Below are some tips if you are trying to make sense of "public option" versus PUBLIC OPTION.
First up is the great Trudy Lieberman, who has been following health care issues for years, previously with Consumer Reports and currently with the Columbia Journalism Review. Their "Campaign Desk" blogging should be considered indispensible reading; among her series has been the self-descriptive "Baucus Watch" and "Who will be at the Table" tracking the lobbyists.
Here are her suggestions for policy items to follow:
• Who will really be able to join a public plan—everyone, or just those who don’t have other coverage or are too ill for insurers to take them on as customers?
• Can workers with coverage from their employers go to a public plan if it’s cheaper? In other words, is there a real choice for everyone?
• How will coverage be financed—by taxpayer dollars, or by premiums from people needing insurance?
• Will the government provide the coverage, as it does for Medicare’s hospital and doctor benefits, or will private insurers provide it, as they do for Medicare’s prescription drug benefit? There’s a big difference here.

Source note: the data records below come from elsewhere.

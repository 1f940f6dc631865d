//! Character portraits on top of [`AvatarService`].
//!
//! Characters carry a persisted image URL. A usable persisted URL is the
//! authority for that character; anything else (missing, relative, an
//! expiring pre-signed provider link) is treated as absent and replaced
//! through the service. Placeholders are never written back, and a
//! persisted placeholder URL counts as absent, so a later call or sweep
//! gets another chance at a real portrait.

use async_trait::async_trait;
use futures_util::StreamExt;
use futures_util::stream;
use serde::{Deserialize, Serialize};
use tracing::{debug, info, instrument, warn};
use url::Url;

use crate::service::AvatarService;
use crate::types::{Avatar, AvatarSource};
use crate::Result;

/// Query parameter that marks a pre-signed, time-limited provider URL.
const EXPIRING_URL_PARAM: &str = "x-amz-expires";

/// A character whose portrait is managed here.
#[derive(Debug, Clone, PartialEq, Eq, Serialize, Deserialize)]
pub struct Character {
    pub id: String,
    pub name: String,
    #[serde(default, skip_serializing_if = "Option::is_none")]
    pub description: Option<String>,
    /// Persisted portrait URL, if any.
    #[serde(default, skip_serializing_if = "Option::is_none")]
    pub image_url: Option<String>,
}

impl Character {
    pub fn new(id: impl Into<String>, name: impl Into<String>) -> Self {
        Self {
            id: id.into(),
            name: name.into(),
            description: None,
            image_url: None,
        }
    }

    pub fn with_description(mut self, description: impl Into<String>) -> Self {
        self.description = Some(description.into());
        self
    }

    pub fn with_image_url(mut self, url: impl Into<String>) -> Self {
        self.image_url = Some(url.into());
        self
    }
}

/// Where character image URLs are persisted.
#[async_trait]
pub trait CharacterStore: Send + Sync {
    /// Current persisted image URL for a character.
    async fn get_image_url(&self, character_id: &str) -> Result<Option<String>>;

    /// Replace the persisted image URL for a character.
    async fn set_image_url(&self, character_id: &str, url: &str) -> Result<()>;
}

/// Counters from [`repair_character_images`].
#[derive(Debug, Clone, Copy, Default, PartialEq, Eq, Serialize)]
pub struct RepairStats {
    /// Characters examined.
    pub total: usize,
    /// Characters whose image URL was replaced.
    pub repaired: usize,
    /// Characters whose new URL could not be persisted.
    pub persist_failures: usize,
}

/// Whether a persisted URL can be served as-is.
///
/// Must be an absolute `http`/`https` URL and must not be a pre-signed
/// link that will stop working.
pub fn is_usable_image_url(url: &str) -> bool {
    let Ok(parsed) = Url::parse(url.trim()) else {
        return false;
    };
    if !matches!(parsed.scheme(), "http" | "https") || !parsed.has_host() {
        return false;
    }
    !parsed
        .query_pairs()
        .any(|(name, _)| name.eq_ignore_ascii_case(EXPIRING_URL_PARAM))
}

#[derive(Debug, Clone, Copy, PartialEq, Eq)]
enum Persisted {
    Unchanged,
    Written,
    Failed,
}

/// Portrait for a character, persisting a newly acquired one.
///
/// A usable persisted URL wins and is remembered by the service. Store
/// failures are logged; the returned avatar is still valid.
#[instrument(skip(service, store, character), fields(character = %character.id))]
pub async fn ensure_character_avatar(
    service: &AvatarService,
    store: &dyn CharacterStore,
    character: &Character,
) -> Avatar {
    ensure_inner(service, store, character).await.0
}

/// Force a fresh portrait for a character and persist it.
#[instrument(skip(service, store, character), fields(character = %character.id))]
pub async fn regenerate_character_avatar(
    service: &AvatarService,
    store: &dyn CharacterStore,
    character: &Character,
) -> Avatar {
    let avatar = service
        .regenerate(&character.name, character.description.as_deref())
        .await;
    persist(service, store, character, &avatar).await;
    avatar
}

/// Replace unusable image URLs across a set of characters.
///
/// At most `concurrency` characters are resolved at once (minimum 1).
pub async fn repair_character_images(
    service: &AvatarService,
    store: &dyn CharacterStore,
    characters: &[Character],
    concurrency: usize,
) -> RepairStats {
    let outcomes: Vec<Persisted> = stream::iter(characters)
        .map(|character| async move { ensure_inner(service, store, character).await.1 })
        .buffer_unordered(concurrency.max(1))
        .collect()
        .await;

    let stats = RepairStats {
        total: characters.len(),
        repaired: outcomes.iter().filter(|o| **o == Persisted::Written).count(),
        persist_failures: outcomes.iter().filter(|o| **o == Persisted::Failed).count(),
    };
    info!(
        total = stats.total,
        repaired = stats.repaired,
        persist_failures = stats.persist_failures,
        "character image repair finished"
    );
    stats
}

async fn ensure_inner(
    service: &AvatarService,
    store: &dyn CharacterStore,
    character: &Character,
) -> (Avatar, Persisted) {
    let description = character.description.as_deref();

    if let Some(url) = persisted_url(store, character).await
        && is_usable_image_url(&url)
        && !service.is_placeholder_url(&url)
    {
        service.remember(&character.name, description, &url).await;
        let avatar = Avatar {
            url: url.trim().to_string(),
            source: AvatarSource::Cache,
        };
        return (avatar, Persisted::Unchanged);
    }

    let avatar = service.acquire(&character.name, description).await;
    let outcome = persist(service, store, character, &avatar).await;
    (avatar, outcome)
}

/// The character's own URL, or the store's when the character carries none.
async fn persisted_url(store: &dyn CharacterStore, character: &Character) -> Option<String> {
    if let Some(url) = &character.image_url {
        return Some(url.clone());
    }
    match store.get_image_url(&character.id).await {
        Ok(url) => url,
        Err(e) => {
            warn!(character = %character.id, error = %e, "failed to read character image");
            None
        }
    }
}

async fn persist(
    service: &AvatarService,
    store: &dyn CharacterStore,
    character: &Character,
    avatar: &Avatar,
) -> Persisted {
    if avatar.source == AvatarSource::Placeholder || service.is_placeholder_url(&avatar.url) {
        debug!(character = %character.id, "not persisting placeholder");
        return Persisted::Unchanged;
    }
    if character.image_url.as_deref() == Some(avatar.url.as_str()) {
        return Persisted::Unchanged;
    }
    match store.set_image_url(&character.id, &avatar.url).await {
        Ok(()) => {
            debug!(character = %character.id, url = %avatar.url, "character image updated");
            Persisted::Written
        }
        Err(e) => {
            warn!(character = %character.id, error = %e, "failed to persist character image");
            Persisted::Failed
        }
    }
}
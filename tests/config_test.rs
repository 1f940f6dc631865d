//! Config and secrets loading from disk.

use std::fs;
use std::io::Write;

use visage::config::ApiKeySecret;
use visage::{AvatarService, AvatarSource, Config, Secrets};

fn write_temp(contents: &str) -> tempfile::NamedTempFile {
    let mut file = tempfile::NamedTempFile::new().unwrap();
    file.write_all(contents.as_bytes()).unwrap();
    file
}

#[test]
fn load_explicit_config_file() {
    let file = write_temp(
        r#"
        [provider]
        steps = 20

        [durable]
        delivery_base = "https://cdn.example/avatars"
        upload_url = "https://cdn.example/upload"
        timeout_secs = 3

        [cache]
        max_entries = 64
        "#,
    );

    let config = Config::load(Some(file.path())).unwrap();
    assert_eq!(config.provider.steps, 20);
    assert_eq!(config.provider.timeout_secs, 15);
    assert_eq!(config.durable.as_ref().unwrap().timeout_secs, 3);
    assert_eq!(config.cache.max_entries, 64);
}

#[test]
fn malformed_config_is_a_configuration_error() {
    let file = write_temp("[provider\nsteps = ");
    let err = Config::load(Some(file.path())).unwrap_err();
    assert!(err.to_string().contains("Failed to parse config file"));
}

#[cfg(unix)]
#[test]
fn secrets_require_private_permissions() {
    use std::os::unix::fs::PermissionsExt;

    let file = write_temp("[together]\napi_key = \"tg-key\"\n");

    fs::set_permissions(file.path(), fs::Permissions::from_mode(0o644)).unwrap();
    let err = Secrets::load_from_file(file.path()).unwrap_err();
    assert!(err.to_string().contains("insecure permissions"));

    fs::set_permissions(file.path(), fs::Permissions::from_mode(0o600)).unwrap();
    let secrets = Secrets::load_from_file(file.path()).unwrap();
    assert_eq!(secrets.api_key("together").as_deref(), Some("tg-key"));
}

#[tokio::test]
async fn config_builds_a_working_service() {
    let config: Config = toml::from_str(
        r#"
        [placeholder]
        badge_base = ""
        initial_base = "https://initials.example/"
        "#,
    )
    .unwrap();

    let secrets = Secrets::default();
    let service = config.build_service(&secrets).unwrap();
    if !service.has_provider() {
        let avatar = service.acquire("Watson", None).await;
        assert_eq!(avatar.source, AvatarSource::Placeholder);
        assert!(avatar.url.starts_with("https://initials.example/W"));
    }
}

#[test]
fn provider_enabled_by_together_key() {
    let config = Config::default();
    let secrets = Secrets {
        together: Some(ApiKeySecret {
            api_key: "tg-key".to_string(),
        }),
        ..Default::default()
    };
    let service = AvatarService::from_config(&config, &secrets).unwrap();
    assert!(service.has_provider());
}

• What will the benefit package look like? Which special interests are working to make sure that their latest gee-whiz technology gets covered?
• Will doctors and hospitals be paid the Medicare rates, or something higher?
• If they get the higher rates, then where will the cost-savings come from?
• If private carriers provide the benefits with more of the same inefficient billing costs, where will the administrative savings come from?
Robert Reich has also been tracking the actual policy details of whatever is being called public option on any given day. He has pointed out that details matter, not the label of just being called "public option" and that many versions of "public option" are essentially phony smokescreens and how we fight against them; wondered how hard the White House will push for the better policy and details, and helps us track each new phony bamboozle and how recognize the real thing.
The underlying point is that the proposed "compromises", by conservative Democrats and "moderate" Republicans have the goal of satisfying AHIP and Pharma. The purpose to make sure that whatever is called public option has no chance to actually compete, cannot actually drive costs down, and are actually designed to be costly failures so that in a few years they can frame the debate for Health Reform 2.0 as a failure of Democrats, liberals and big government.
Most pessimistic is Miles Mogulescu over at Huffingoton Post on June 9, who seems to channeling what I wrote back in July 2008 and again last week on June 6.
There is a version of health care reform that would be very much to the liking of the for-profit health insurance industry and is very much in line with proposals being discussed by health insurance shills in Congress like Baucus and Grassley who have received huge campaign contributions from the for-profit health care industry.
- First, it would mandate that every uninsured American buy private health insurance or be fined by the IRS. This would provide the health insurance industry with 40-50 million new paying customers. (Obama argued against Hillary Clinton's proposals for such individual mandates in the Presidential debates, but now appears to be prepared to accept them as part of the price for insurance industry support for a health reform bill.)
- Second, it would provide partial subsidies to families who make less than two to three times the poverty level to buy private insurance, money that would go straight into the pockets of the for-profit insurance companies.
- Third, it would pay for this government subsidy by making workers pay income tax on their employer-provided health benefits. (John McCain supported this approach and Obama opposed it during the campaign, but Congressional opposition to other taxes to pay for health care reform may leave it as the last available option to Obama.) As Obama pointed out in his debates with McCain, this would lead many employers to drop health coverage for their employees and force them into the individual insurance market which is the most profitable sector for the insurance industry.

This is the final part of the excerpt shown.